### What is needed:
Within the material below, transcribe exactly the lines from the one holding "the metrics recorder." through the one holding "cannot be watched.", keeping both ends and skipping the rest.
☆ ☆ ☆ ☆ ☆
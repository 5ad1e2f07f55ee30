//! Builder for [`Sentinel`].

use super::lifecycle::Sentinel;
use super::metrics::MetricsRecorder;
use super::types::ErrorCallback;
use crate::cert::loader::MaterialLoader;
use crate::error::SentinelError;
use crate::source::{FsWatchSource, WatchSource};
use std::fmt::Debug;
use std::sync::Arc;

/// Default capacity of the channel between a source and the control loop.
pub(super) const DEFAULT_EVENT_CAPACITY: usize = 16;

/// Builder for [`Sentinel`].
///
/// Without an explicit [`source`](Self::source), the sentinel watches the
/// loader's [`watch_path`](MaterialLoader::watch_path) with an
/// [`FsWatchSource`].
///
/// # Example
///
/// ```no_run
/// use certinel::cert::loader::KeyPairLoader;
/// use certinel::source::PollSource;
/// use certinel::Sentinel;
/// use std::time::Duration;
///
/// # fn example() -> Result<(), Box<dyn std::error::Error>> {
/// let sentinel = Sentinel::builder(KeyPairLoader::new("/d/my.crt", "/d/my.key"))
///     .source(PollSource::new("/d/my.crt", Duration::from_secs(30)))
///     .on_error(|e| eprintln!("certificate rotation failed: {e}"))
///     .build()?;
/// # Ok(())
/// # }
/// ```
pub struct SentinelBuilder<L> {
    loader: L,
    source: Option<Box<dyn WatchSource>>,
    on_error: Option<ErrorCallback>,
    metrics: Option<Arc<dyn MetricsRecorder>>,
    event_capacity: usize,
}

impl<L: Debug> Debug for SentinelBuilder<L> {
    fn fmt(&self, f: &mut std::fmt::Formatter<'_>) -> std::fmt::Result {
        f.debug_struct("SentinelBuilder")
            .field("loader", &self.loader)
            .field("source", &self.source.as_ref().map(|_| "<WatchSource>"))
            .field("on_error", &self.on_error.as_ref().map(|_| "<ErrorCallback>"))
            .field(
                "metrics",
                &self.metrics.as_ref().map(|_| "<MetricsRecorder>"),
            )
            .field("event_capacity", &self.event_capacity)
            .finish()
    }
}

impl<L: MaterialLoader> SentinelBuilder<L> {
    /// Creates a builder for a sentinel serving material produced by `loader`.
    pub fn new(loader: L) -> Self {
        Self {
            loader,
            source: None,
            on_error: None,
            metrics: None,
            event_capacity: DEFAULT_EVENT_CAPACITY,
        }
    }

    /// Sets the source of reload signals.
    #[must_use]
    pub fn source(mut self, source: impl WatchSource) -> Self {
        self.source = Some(Box::new(source));
        self
    }

    /// Sets the callback receiving every load and source error.
    #[must_use]
    pub fn on_error<F>(mut self, callback: F) -> Self
    where
        F: Fn(&SentinelError) + Send + Sync + 'static,
    {
        self.on_error = Some(Arc::new(callback));
        self
    }

    /// Sets the metrics recorder.
    #[must_use]
    pub fn metrics(mut self, metrics: Arc<dyn MetricsRecorder>) -> Self {
        self.metrics = Some(metrics);
        self
    }

    /// Sets the capacity of the event channel. Values below 1 are raised to 1.
    #[must_use]
    pub fn event_capacity(mut self, capacity: usize) -> Self {
        self.event_capacity = capacity.max(1);
        self
    }

    /// Builds an idle sentinel. Nothing runs until [`Sentinel::start`].
    ///
    /// # Errors
    ///
    /// Returns [`SentinelError::Setup`] if no source was set and the loader's
    /// watch path cannot be watched.
    pub fn build(self) -> Result<Sentinel<L>, SentinelError> {
        let source = match self.source {
            Some(source) => source,
            None => Box::new(FsWatchSource::new(self.loader.watch_path())?),
        };

        Ok(Sentinel::from_parts(
            self.loader,
            source,
            self.on_error,
            self.metrics,
            self.event_capacity,
        ))
    }
}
☆ ☆ ☆ ☆ ☆
### Response area:
    /// Sets the metrics recorder.
    #[must_use]
    pub fn metrics(mut self, metrics: Arc<dyn MetricsRecorder>) -> Self {
        self.metrics = Some(metrics);
        self
    }

    /// Sets the capacity of the event channel. Values below 1 are raised to 1.
    #[must_use]
    pub fn event_capacity(mut self, capacity: usize) -> Self {
        self.event_capacity = capacity.max(1);
        self
    }

    /// Builds an idle sentinel. Nothing runs until [`Sentinel::start`].
    ///
    /// # Errors
    ///
    /// Returns [`SentinelError::Setup`] if no source was set and the loader's
    /// watch path cannot be watched.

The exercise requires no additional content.